__Work request__.
Return every entry in full, with no alterations.

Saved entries
********

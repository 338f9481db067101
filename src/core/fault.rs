//! Fault boundary shared by jobs, entity updates, pool workers and the heartbeat.

use std::any::Any;
use std::panic::{self, AssertUnwindSafe};

use super::AppResult;

/// Run `f`, turning both an `Err` and a panic into a message.
///
/// State touched by `f` is not observed as broken after a panic: entity
/// cells use non-poisoning locks and jobs are retried from their own fields.
pub(crate) fn guard<F>(f: F) -> Result<(), String>
where
    F: FnOnce() -> AppResult<()>,
{
    match panic::catch_unwind(AssertUnwindSafe(f)) {
        Ok(Ok(())) => Ok(()),
        Ok(Err(e)) => Err(format!("{e:#}")),
        Err(payload) => Err(panic_message(payload.as_ref())),
    }
}

/// Extract a printable message from a panic payload.
pub(crate) fn panic_message(payload: &(dyn Any + Send)) -> String {
    if let Some(s) = payload.downcast_ref::<&str>() {
        format!("panicked: {s}")
    } else if let Some(s) = payload.downcast_ref::<String>() {
        format!("panicked: {s}")
    } else {
        "panicked: unknown panic".to_string()
    }
}
//! Tests for error types

use tick_engine::core::{
    ChainError, ConfigError, EntityFault, EntityId, EntityKind, FaultDisposition, PoolError,
    RejectionReason,
};

#[test]
fn test_chain_errors() {
    assert_eq!(
        format!("{}", ChainError::Running),
        "cannot append to a running chain"
    );
    assert_eq!(
        format!("{}", ChainError::InvalidDelay(0)),
        "chain link delay must be at least 1 tick, got 0"
    );
    assert_eq!(format!("{}", ChainError::Empty), "cannot run an empty chain");
    assert_eq!(
        format!("{}", ChainError::AlreadyRunning),
        "chain is already running"
    );
}

#[test]
fn test_entity_fault_display_and_disposition() {
    let fault = EntityFault {
        entity: EntityId(12),
        kind: EntityKind::Player,
        message: "panicked: bad packet".to_string(),
    };
    assert_eq!(
        format!("{fault}"),
        "player entity 12 update failed: panicked: bad packet"
    );
    assert_eq!(fault.disposition(), FaultDisposition::Disconnect);

    let fault = EntityFault {
        kind: EntityKind::Npc,
        ..fault
    };
    assert_eq!(fault.disposition(), FaultDisposition::Remove);
}

#[test]
fn test_pool_rejection_error() {
    let err = PoolError::Rejected {
        pool: "entity-update".to_string(),
        reason: RejectionReason::QueueFull,
    };
    assert_eq!(
        format!("{err}"),
        "task rejected by pool `entity-update`: no space in work queue"
    );
}

#[test]
fn test_config_error_display() {
    let err = ConfigError::Env {
        var: "TICK_PERIOD_MS",
        value: "fast".to_string(),
    };
    assert_eq!(format!("{err}"), "invalid value for TICK_PERIOD_MS: fast");

    let err = ConfigError::Invalid("no pools".to_string());
    assert_eq!(format!("{err}"), "invalid configuration: no pools");
}

#[test]
fn test_pool_error_is_std_error() {
    let err: Box<dyn std::error::Error> = Box::new(PoolError::UnknownPool("io".to_string()));
    assert_eq!(err.to_string(), "no pool named `io`");
}
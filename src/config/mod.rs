//! Configuration models for pools and the heartbeat.

pub mod engine;
pub mod pool;

pub use engine::{EngineConfig, HeartbeatConfig, ENTITY_POOL, IO_POOL};
pub use pool::{RejectionPolicy, ThreadPriority, WorkerPoolConfig};
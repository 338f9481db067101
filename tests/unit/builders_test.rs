//! Tests for builders

use tick_engine::builders::build_registry;
use tick_engine::config::{EngineConfig, WorkerPoolConfig, ENTITY_POOL};
use tick_engine::core::PoolError;

#[test]
fn test_build_registry_creates_every_pool() {
    let cfg = EngineConfig {
        pools: vec![
            WorkerPoolConfig::new().with_name(ENTITY_POOL).with_worker_count(2),
            WorkerPoolConfig::new().with_name("login").with_worker_count(1),
        ],
        ..EngineConfig::default()
    };
    let registry = build_registry(&cfg).unwrap();
    assert_eq!(registry.names(), vec![ENTITY_POOL.to_string(), "login".to_string()]);
    registry.shutdown();
}

#[test]
fn test_build_registry_rejects_duplicates() {
    let cfg = EngineConfig {
        pools: vec![
            WorkerPoolConfig::new().with_name(ENTITY_POOL),
            WorkerPoolConfig::new().with_name(ENTITY_POOL),
        ],
        ..EngineConfig::default()
    };
    assert!(matches!(build_registry(&cfg), Err(PoolError::InvalidConfig(_))));
}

********

__Result of this task__.
repository 338f9481db067101
filename src/core/fault.rs
//! Fault boundary shared by jobs, entity updates, pool workers and the heartbeat.

use std::any::Any;
use std::panic::{self, AssertUnwindSafe};

use super::AppResult;

/// Run `f`, turning both an `Err` and a panic into a message.
///
/// State touched by `f` is not observed as broken after a panic: entity
/// cells use non-poisoning locks and jobs are retried from their own fields.
pub(crate) fn guard<F>(f: F) -> Result<(), String>
where
    F: FnOnce() -> AppResult<()>,
{
    match panic::catch_unwind(AssertUnwindSafe(f)) {
        Ok(Ok(())) => Ok(()),
        Ok(Err(e)) => Err(format!("{e:#}")),
        Err(payload) => Err(panic_message(payload.as_ref())),
    }
}

/// Extract a printable message from a panic payload.
pub(crate) fn panic_message(payload: &(dyn Any + Send)) -> String {
    if let Some(s) = payload.downcast_ref::<&str>() {
        format!("panicked: {s}")
    } else if let Some(s) = payload.downcast_ref::<String>() {
        format!("panicked: {s}")
    } else {
        "panicked: unknown panic".to_string()
    }
}
//! Tests for error types

use tick_engine::core::{
    ChainError, ConfigError, EntityFault, EntityId, EntityKind, FaultDisposition, PoolError,
    RejectionReason,
};

#[test]
fn test_chain_errors() {
    assert_eq!(
        format!("{}", ChainError::Running),
        "cannot append to a running chain"
    );
    assert_eq!(
        format!("{}", ChainError::InvalidDelay(0)),
        "chain link delay must be at least 1 tick, got 0"
    );
    assert_eq!(format!("{}", ChainError::Empty), "cannot run an empty chain");
    assert_eq!(
        format!("{}", ChainError::AlreadyRunning),
        "chain is already running"
    );
}

#[test]
fn test_entity_fault_display_and_disposition() {
    let fault = EntityFault {
        entity: EntityId(12),
        kind: EntityKind::Player,
        message: "panicked: bad packet".to_string(),
    };
    assert_eq!(
        format!("{fault}"),
        "player entity 12 update failed: panicked: bad packet"
    );
    assert_eq!(fault.disposition(), FaultDisposition::Disconnect);

    let fault = EntityFault {
        kind: EntityKind::Npc,
        ..fault
    };
    assert_eq!(fault.disposition(), FaultDisposition::Remove);
}

#[test]
fn test_pool_rejection_error() {
    let err = PoolError::Rejected {
        pool: "entity-update".to_string(),
        reason: RejectionReason::QueueFull,
    };
    assert_eq!(
        format!("{err}"),
        "task rejected by pool `entity-update`: no space in work queue"
    );
}

#[test]
fn test_config_error_display() {
    let err = ConfigError::Env {
        var: "TICK_PERIOD_MS",
        value: "fast".to_string(),
    };
    assert_eq!(format!("{err}"), "invalid value for TICK_PERIOD_MS: fast");

    let err = ConfigError::Invalid("no pools".to_string());
    assert_eq!(format!("{err}"), "invalid configuration: no pools");
}

#[test]
fn test_pool_error_is_std_error() {
    let err: Box<dyn std::error::Error> = Box::new(PoolError::UnknownPool("io".to_string()));
    assert_eq!(err.to_string(), "no pool named `io`");
}
filename src/config/mod.rs
//! Configuration models for pools and the heartbeat.

pub mod engine;
pub mod pool;

pub use engine::{EngineConfig, HeartbeatConfig, ENTITY_POOL, IO_POOL};
pub use pool::{RejectionPolicy, ThreadPriority, WorkerPoolConfig};
repository 338f9481db067101
filename tests/unit/builders_test.rs
//! Tests for builders

use tick_engine::builders::build_registry;
use tick_engine::config::{EngineConfig, WorkerPoolConfig, ENTITY_POOL};
use tick_engine::core::PoolError;

#[test]
fn test_build_registry_creates_every_pool() {
    let cfg = EngineConfig {
        pools: vec![
            WorkerPoolConfig::new().with_name(ENTITY_POOL).with_worker_count(2),
            WorkerPoolConfig::new().with_name("login").with_worker_count(1),
        ],
        ..EngineConfig::default()
    };
    let registry = build_registry(&cfg).unwrap();
    assert_eq!(registry.names(), vec![ENTITY_POOL.to_string(), "login".to_string()]);
    registry.shutdown();
}

#[test]
fn test_build_registry_rejects_duplicates() {
    let cfg = EngineConfig {
        pools: vec![
            WorkerPoolConfig::new().with_name(ENTITY_POOL),
            WorkerPoolConfig::new().with_name(ENTITY_POOL),
        ],
        ..EngineConfig::default()
    };
    assert!(matches!(build_registry(&cfg), Err(PoolError::InvalidConfig(_))));
}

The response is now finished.